Por otro lado, tengo claro que hay cosas que hay que hacer, en cualquier caso. Que ya debían haber sido hechas. Lo del acercamiento de presas y presos, por ejemplo. O la aplicación estricta del reglamento penitenciario para permitir progresiones de penas, excarcelaciones de presos enfermos y salidas de prisión cuando se cumple la pena, sin revisionismos ni trampas. Gesto por la Paz lo viene reclamando desde los años 90.
Mi perspectiva parte de tomarme en serio una idea expresada por Anjel Lertxundi en Hasier Etxeberria, Cinco escritores vascos: “La violencia nos ha robado la energía para decir que lo que no es justo no es justo. La sociedad vasca, sin embargo, no ha aceptado que el mal es de naturaleza moral, porque tiene miedo a mirarse en el espejo y decir: estoy enferma. No hemos aprendido a poner la política bajo la lámpara de la moral por eso, nuestro conflicto actual es moral, no político”

[1] “Mi ideal sería que pasáramos de un espacio donde parece haber una identidad primera, original, importante a un espacio donde haya muchas identidades. Entre ellas, desde luego, aquella de la que yo participo: la identidad vasca. A ese nuevo espacio yo le llamo, insisto, Euskal Hiria. *...+ Ése es un poco mi sueño, una ciudad. *...+ Creo que algún día se producirá, y que será una situación de conflicto, cómo no, civilizado, y que todos lo notaremos: porque la gente, en vez de andar sobre el suelo, andará como a veinte centímetros, yo creo que levitará. Levemente, para no escandalizar, pero levitará por el peso que nos habremos quitado de encima. Ahora tenemos mucho peso sobre los hombros”. Bernardo Atxaga hacía esta reflexión en 2003. Comparto el fondo de la reflexión de Atxaga y su pretensión, más performativa que descriptiva. Hago mía sin reservas su propuesta de una Euskal Hiria constituida por ciudadanas y ciudadanos plurales y complejos, internamente multiculturales. Sin embargo, tengo la impresión de que tras el cese de la violencia de ETA no se ha producido esa elevación de la gente sobre el suelo, o no de manera evidente y generalizada.

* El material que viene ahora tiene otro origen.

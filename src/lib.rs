// Copyright 2026 StreamLight Project Authors. Licensed under Apache-2.0.

//! StreamLight: the in-memory row buffer of a streaming ingestion channel.
//!
//! A [`RowBuffer`] accepts loosely-typed application rows, validates and
//! coerces each cell against the channel's server-supplied column schema,
//! accumulates values in columnar vectors, keeps per-column running
//! statistics for downstream min/max indexing, and hands the accumulated
//! batch to the flush pipeline as an owned [`ChannelData`] snapshot.
//!
//! ```
//! use std::sync::Arc;
//! use streamlight::catalog::ColumnMetadata;
//! use streamlight::types::{ColumnLogicalType, ColumnPhysicalType, Row, RowValue};
//! use streamlight::{ChannelContext, RowBuffer};
//!
//! let channel = Arc::new(ChannelContext::new("db.schema.table.my_channel"));
//! let buffer = RowBuffer::new(channel);
//! buffer
//!     .setup_schema(&[ColumnMetadata {
//!         name: "id".into(),
//!         logical_type: ColumnLogicalType::Fixed,
//!         physical_type: ColumnPhysicalType::Sb8,
//!         precision: Some(18),
//!         scale: Some(0),
//!         byte_length: None,
//!         char_length: None,
//!         nullable: false,
//!     }])
//!     .unwrap();
//!
//! let row = Row::from([("id".to_string(), RowValue::Int64(1))]);
//! buffer.insert_rows(vec![row], Some("offset-1".into())).unwrap();
//! let snapshot = buffer.flush().unwrap();
//! assert_eq!(snapshot.row_count, 1);
//! ```

#![deny(unused_must_use)]

pub mod array;
pub mod catalog;
pub mod streaming;
pub mod types;

pub use self::streaming::{ChannelContext, ChannelData, IngestError, Result, RowBuffer};
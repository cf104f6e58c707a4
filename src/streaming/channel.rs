// Copyright 2026 StreamLight Project Authors. Licensed under Apache-2.0.

use std::sync::atomic::{AtomicI64, Ordering};
use std::sync::{Arc, Mutex};

use smallvec::SmallVec;

use super::stats::EpInfo;
use crate::array::{ArrayImpl, BufferAllocator};

/// The owning channel's side of the row-buffer contract: allocator access,
/// the fully-qualified name used in diagnostics, the per-channel row
/// sequencer and the offset token of the latest persisted row boundary.
///
/// The channel outlives its buffer; both sides hold the context through an
/// [`Arc`].
pub struct ChannelContext {
    fully_qualified_name: String,
    allocator: Arc<BufferAllocator>,
    row_sequencer: AtomicI64,
    offset_token: Mutex<Option<String>>,
}

impl ChannelContext {
    pub fn new(fully_qualified_name: impl Into<String>) -> Self {
        Self {
            fully_qualified_name: fully_qualified_name.into(),
            allocator: Arc::new(BufferAllocator::new()),
            row_sequencer: AtomicI64::new(0),
            offset_token: Mutex::new(None),
        }
    }

    pub fn fully_qualified_name(&self) -> &str {
        &self.fully_qualified_name
    }

    /// The arena backing this channel's column vectors.
    pub fn allocator(&self) -> Arc<BufferAllocator> {
        self.allocator.clone()
    }

    /// Atomically advance and return the per-channel row sequencer.
    pub fn increment_and_get_row_sequencer(&self) -> i64 {
        self.row_sequencer.fetch_add(1, Ordering::SeqCst) + 1
    }

    /// The offset token of the latest persisted row boundary.
    pub fn offset_token(&self) -> Option<String> {
        self.offset_token.lock().unwrap().clone()
    }

    pub fn set_offset_token(&self, token: Option<String>) {
        *self.offset_token.lock().unwrap() = token;
    }
}

/// The immutable hand-off artifact of one flush.
///
/// The flush consumer assumes exclusive ownership of `vectors` and releases
/// them by dropping the snapshot.
pub struct ChannelData {
    /// One owned column vector per schema column, in schema order.
    pub vectors: SmallVec<[ArrayImpl; 16]>,
    /// Number of rows in the snapshot.
    pub row_count: u64,
    /// Buffer size estimate at flush time, in bytes.
    pub buffer_size: f64,
    /// The channel this snapshot was taken from.
    pub channel: Arc<ChannelContext>,
    /// Monotonic per-channel flush sequencer.
    pub row_sequencer: i64,
    /// Offset token of the latest row in the snapshot.
    pub offset_token: Option<String>,
    /// Per-column statistics payload for the downstream indexer.
    pub ep_info: EpInfo,
}

#[cfg(test)]
mod tests {
    use super::*;

    #[test]
    fn test_row_sequencer_is_strictly_increasing() {
        let channel = ChannelContext::new("db.schema.table.channel");
        assert_eq!(channel.increment_and_get_row_sequencer(), 1);
        assert_eq!(channel.increment_and_get_row_sequencer(), 2);
        assert_eq!(channel.increment_and_get_row_sequencer(), 3);
    }

    #[test]
    fn test_offset_token_round_trip() {
        let channel = ChannelContext::new("c");
        assert_eq!(channel.offset_token(), None);
        channel.set_offset_token(Some("t1".into()));
        assert_eq!(channel.offset_token(), Some("t1".into()));
    }
}
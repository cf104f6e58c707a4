// Copyright 2026 StreamLight Project Authors. Licensed under Apache-2.0.

use std::collections::HashMap;

use serde::Serialize;

/// Running statistics for one column of the row buffer.
///
/// All fields are folded in online as cells are appended; fields with no
/// observation stay `None`. Integer minima and maxima are kept as `i128`,
/// which covers every value a decimal column of precision ≤ 38 can hold.
#[derive(Debug, Default, Clone, PartialEq, Eq)]
pub struct RowBufferStats {
    null_count: u64,
    max_length: u64,
    min_int: Option<i128>,
    max_int: Option<i128>,
    min_str: Option<String>,
    max_str: Option<String>,
}

impl RowBufferStats {
    pub fn new() -> Self {
        Self::default()
    }

    pub fn inc_null(&mut self) {
        self.null_count += 1;
    }

    /// Fold an integer observation into the running min/max.
    pub fn add_int(&mut self, value: i128) {
        self.min_int = Some(self.min_int.map_or(value, |v| v.min(value)));
        self.max_int = Some(self.max_int.map_or(value, |v| v.max(value)));
    }

    /// Fold a string observation into the running min/max, ordered by
    /// unicode codepoint.
    pub fn add_str(&mut self, value: &str) {
        if self.min_str.as_deref().map_or(true, |v| value < v) {
            self.min_str = Some(value.to_owned());
        }
        if self.max_str.as_deref().map_or(true, |v| value > v) {
            self.max_str = Some(value.to_owned());
        }
    }

    /// Raise the observed maximum byte length.
    pub fn set_max_length(&mut self, len: u64) {
        self.max_length = self.max_length.max(len);
    }

    pub fn null_count(&self) -> u64 {
        self.null_count
    }

    pub fn max_length(&self) -> u64 {
        self.max_length
    }

    pub fn min_int(&self) -> Option<i128> {
        self.min_int
    }

    pub fn max_int(&self) -> Option<i128> {
        self.max_int
    }

    pub fn min_str(&self) -> Option<&str> {
        self.min_str.as_deref()
    }

    pub fn max_str(&self) -> Option<&str> {
        self.max_str.as_deref()
    }
}

/// Statistics of one column of a flushed batch, as consumed by the
/// downstream min/max indexer.
#[derive(Debug, Clone, PartialEq, Eq, Serialize)]
#[serde(rename_all = "camelCase")]
pub struct FileColumnProperties {
    pub min_int_value: Option<i128>,
    pub max_int_value: Option<i128>,
    pub min_str_value: Option<String>,
    pub max_str_value: Option<String>,
    pub max_length: u64,
    pub null_count: u64,
    /// Distinct values are not computed by the buffer.
    pub distinct_values: i64,
}

impl From<&RowBufferStats> for FileColumnProperties {
    fn from(stats: &RowBufferStats) -> Self {
        Self {
            min_int_value: stats.min_int(),
            max_int_value: stats.max_int(),
            min_str_value: stats.min_str().map(str::to_owned),
            max_str_value: stats.max_str().map(str::to_owned),
            max_length: stats.max_length(),
            null_count: stats.null_count(),
            distinct_values: -1,
        }
    }
}

/// The derived statistics payload of one flush, keyed by normalized column
/// name. This is the sole communication from the buffer to the downstream
/// indexer.
#[derive(Debug, Clone, PartialEq, Eq, Serialize)]
#[serde(rename_all = "camelCase")]
pub struct EpInfo {
    pub row_count: u64,
    pub column_eps: HashMap<String, FileColumnProperties>,
}

impl EpInfo {
    /// Build the payload from the per-column stats of one flush.
    pub fn from_stats<'a>(
        row_count: u64,
        columns: impl IntoIterator<Item = (&'a str, &'a RowBufferStats)>,
    ) -> Self {
        EpInfo {
            row_count,
            column_eps: columns
                .into_iter()
                .map(|(name, stats)| (name.to_owned(), FileColumnProperties::from(stats)))
                .collect(),
        }
    }
}
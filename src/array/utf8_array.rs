// Copyright 2026 StreamLight Project Authors. Licensed under Apache-2.0.

use std::mem;

use bitvec::vec::BitVec;
use serde::{Deserialize, Serialize};

use super::{Array, ArrayBuilder, ArrayEstimateExt, ArrayValidExt};

/// A collection of variable-length UTF-8 strings, stored as one contiguous
/// byte buffer sliced by an offset table. Null slots are empty ranges masked
/// by the validity bitmap.
#[derive(Debug, Clone, PartialEq, Serialize, Deserialize)]
pub struct Utf8Array {
    offsets: Vec<usize>,
    validity: BitVec,
    bytes: Vec<u8>,
}

impl Array for Utf8Array {
    type Item = str;
    type Builder = Utf8ArrayBuilder;

    fn get(&self, idx: usize) -> Option<&str> {
        if self.validity[idx] {
            let slice = &self.bytes[self.offsets[idx]..self.offsets[idx + 1]];
            // `bytes` is only ever extended from `&str`.
            Some(unsafe { std::str::from_utf8_unchecked(slice) })
        } else {
            None
        }
    }

    fn len(&self) -> usize {
        self.validity.len()
    }
}

impl ArrayValidExt for Utf8Array {
    fn valid_bitmap(&self) -> &BitVec {
        &self.validity
    }
}

impl ArrayEstimateExt for Utf8Array {
    fn estimated_size(&self) -> usize {
        self.bytes.len() + self.offsets.len() * mem::size_of::<usize>() + self.validity.len() / 8
    }
}

/// `Utf8ArrayBuilder` accumulates an [`Utf8Array`] through indexed,
/// grow-safe writes.
pub struct Utf8ArrayBuilder {
    offsets: Vec<usize>,
    validity: BitVec,
    bytes: Vec<u8>,
}

impl Utf8ArrayBuilder {
    /// Back-fill null slots up to (not including) `row_index`.
    fn back_fill(&mut self, row_index: usize) {
        debug_assert!(row_index >= self.validity.len(), "slots are written in row order");
        self.validity.resize(row_index, false);
        self.offsets.resize(row_index + 1, self.bytes.len());
    }
}

impl ArrayBuilder for Utf8ArrayBuilder {
    type Array = Utf8Array;

    fn with_capacity(capacity: usize) -> Self {
        let mut offsets = Vec::with_capacity(capacity + 1);
        offsets.push(0);
        Self {
            offsets,
            bytes: Vec::with_capacity(capacity),
            validity: BitVec::with_capacity(capacity),
        }
    }

    fn set(&mut self, row_index: usize, value: &str) {
        self.back_fill(row_index);
        self.validity.push(true);
        self.bytes.extend_from_slice(value.as_bytes());
        self.offsets.push(self.bytes.len());
    }

    fn set_null(&mut self, row_index: usize) {
        self.back_fill(row_index);
        self.validity.push(false);
        self.offsets.push(self.bytes.len());
    }

    fn len(&self) -> usize {
        self.validity.len()
    }

    fn take(&mut self) -> Utf8Array {
        Utf8Array {
            validity: mem::take(&mut self.validity),
            bytes: mem::take(&mut self.bytes),
            offsets: mem::replace(&mut self.offsets, vec![0]),
        }
    }

    fn clear(&mut self) {
        self.validity.clear();
        self.bytes.clear();
        self.offsets.truncate(1);
    }

    fn estimated_size(&self) -> usize {
        self.bytes.len() + self.offsets.len() * mem::size_of::<usize>() + self.validity.len() / 8
    }
}

// Enable `collect()` an array from an iterator of `Option<impl AsRef<str>>`.
impl<S: AsRef<str>> FromIterator<Option<S>> for Utf8Array {
    fn from_iter<I: IntoIterator<Item = Option<S>>>(iter: I) -> Self {
        let iter = iter.into_iter();
        let mut builder = Utf8ArrayBuilder::with_capacity(iter.size_hint().0);
        for (row_index, e) in iter.enumerate() {
            match e {
                Some(value) => builder.set(row_index, value.as_ref()),
                None => builder.set_null(row_index),
            }
        }
        builder.take()
    }
}

#[cfg(test)]
mod tests {
    use super::*;

    #[test]
    fn test_utf8_builder() {
        let mut builder = Utf8ArrayBuilder::with_capacity(100);
        for i in 0..100 {
            if i % 2 == 0 {
                builder.set(i, &format!("{}", i));
            } else {
                builder.set_null(i);
            }
        }
        let array = builder.take();
        assert_eq!(array.len(), 100);
        assert_eq!(array.get(0), Some("0"));
        assert_eq!(array.get(1), None);
        assert_eq!(array.get(98), Some("98"));
    }

    #[test]
    fn test_sparse_writes_backfill_nulls() {
        let mut builder = Utf8ArrayBuilder::with_capacity(0);
        builder.set(1, "ab");
        builder.set(3, "cde");
        let array = builder.take();
        assert_eq!(
            array.iter().collect::<Vec<_>>(),
            vec![None, Some("ab"), None, Some("cde")]
        );
    }

    #[test]
    fn test_clear_retains_leading_offset() {
        let mut builder = Utf8ArrayBuilder::with_capacity(2);
        builder.set(0, "ab");
        builder.set(1, "cd");
        builder.clear();
        assert_eq!(builder.len(), 0);
        builder.set(0, "xy");
        let array = builder.take();
        assert_eq!(array.get(0), Some("xy"));
    }
}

Mi impresión no se aleja mucho de lo que detecta en el conjunto de la sociedad vasca el Sociómetro de marzo de 2012, elaborado por el Gabinete de Prospecciones Sociológicas del Gobierno Vasco: confianza en que de verdad estemos ante el final de ETA (52%) y sensación de optimismo (57%), sí, pero también impresión muy generalizada de que los recelos políticos y las heridas sociales causadas por el terrorismo no desaparecerán nunca (34%) o no lo harán hasta dentro de muchos años (42%), y sentimiento mayoritario de que el final de la violencia no ha modificado sustancialmente cuestiones como la libertad para hablar de política, las relaciones entre los partidos políticos, el reconocimiento a las víctimas, la convivencia entre personas con ideologías diferentes o la posibilidad de defender cualquier idea política.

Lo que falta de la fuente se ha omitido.